I find here four defining features of Living Worship.
1. Living Worship is not about a prop, but a Person.
In verse 20 we read: "Our fathers worshiped on this mountain, and you Jews say that in Jerusalem is the place where one ought to worship."
Jesus then responds to her by telling her that a day is coming, and now is, when true worshipers will not worry about locating a mountain, but locating a Person. And I think we may say that our first point on Living Worship could be that "Living Worship is not about a prop, but a Person."
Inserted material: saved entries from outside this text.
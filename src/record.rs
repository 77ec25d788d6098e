use std::sync::LazyLock;

use regex::Regex;

use crate::domain::MetricRecordId;

static RECORD_TOKEN: LazyLock<Regex> =
    LazyLock::new(|| Regex::new(r"(?i)FAIRsharing\.(\w+)").expect("record token pattern"));

/// Derives the record token from a metric URL
/// (`https://doi.org/10.25504/FAIRsharing.AbC123` -> `AbC123`).
///
/// The last occurrence wins, not the first: in
/// `https://fairsharing.org/10.25504/FAIRsharing.x1y2` a first match would
/// yield the host's `org`.
pub fn extract_record_id(metric_url: &str) -> Option<MetricRecordId> {
    RECORD_TOKEN
        .captures_iter(metric_url)
        .filter_map(|caps| caps.get(1))
        .last()
        .map(|token| MetricRecordId::new(token.as_str()))
}

pub fn record_endpoint(base: &str, id: &MetricRecordId) -> String {
    format!("{}/FAIRsharing.{}", base.trim_end_matches('/'), id.as_str())
}

#[cfg(test)]
mod tests {
    use super::*;

    #[test]
    fn token_from_doi_url() {
        let id = extract_record_id("https://doi.org/10.25504/FAIRsharing.AbC123").unwrap();
        assert_eq!(id.as_str(), "AbC123");
    }

    #[test]
    fn token_from_fairsharing_host() {
        let id = extract_record_id("https://fairsharing.org/10.25504/FAIRsharing.x1y2").unwrap();
        assert_eq!(id.as_str(), "x1y2");
    }

    #[test]
    fn no_token() {
        assert!(extract_record_id("no-pattern-here").is_none());
    }

    #[test]
    fn endpoint_layout() {
        let id = MetricRecordId::new("XYZ9");
        assert_eq!(
            record_endpoint("https://fairsharing.org/", &id),
            "https://fairsharing.org/FAIRsharing.XYZ9"
        );
    }
}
The Samaritan woman seems to be using worship as a diversion in order to avoid the person of Jesus. Arguing about worship is nothing new. In Jesus' day, it went on as well. The Samaritans believed that true worship had to happen on Mount Gerizim, which is where Abraham and Jacob had built altars (see Genesis 12.7; 33.20; Deuteronomy 27.46). The Jews didn't like that restriction, and so when the Samaritans built a temple on Mount Gerizim in 400 BC, the Jews destroyed it in 128 BC. Today we hope that a guitarist won't go over and sabotage the organist, but you can see that worship wars are nothing new. And neither is the tactic of arguing about worship rather than worshiping in spirit and in truth.
The writer to the Hebrews wrote of living worship when he wrote: "But you have come to Mount Zion and to the city of the living God, the heavenly Jerusalem, to an innumerable company of angels" (12:22).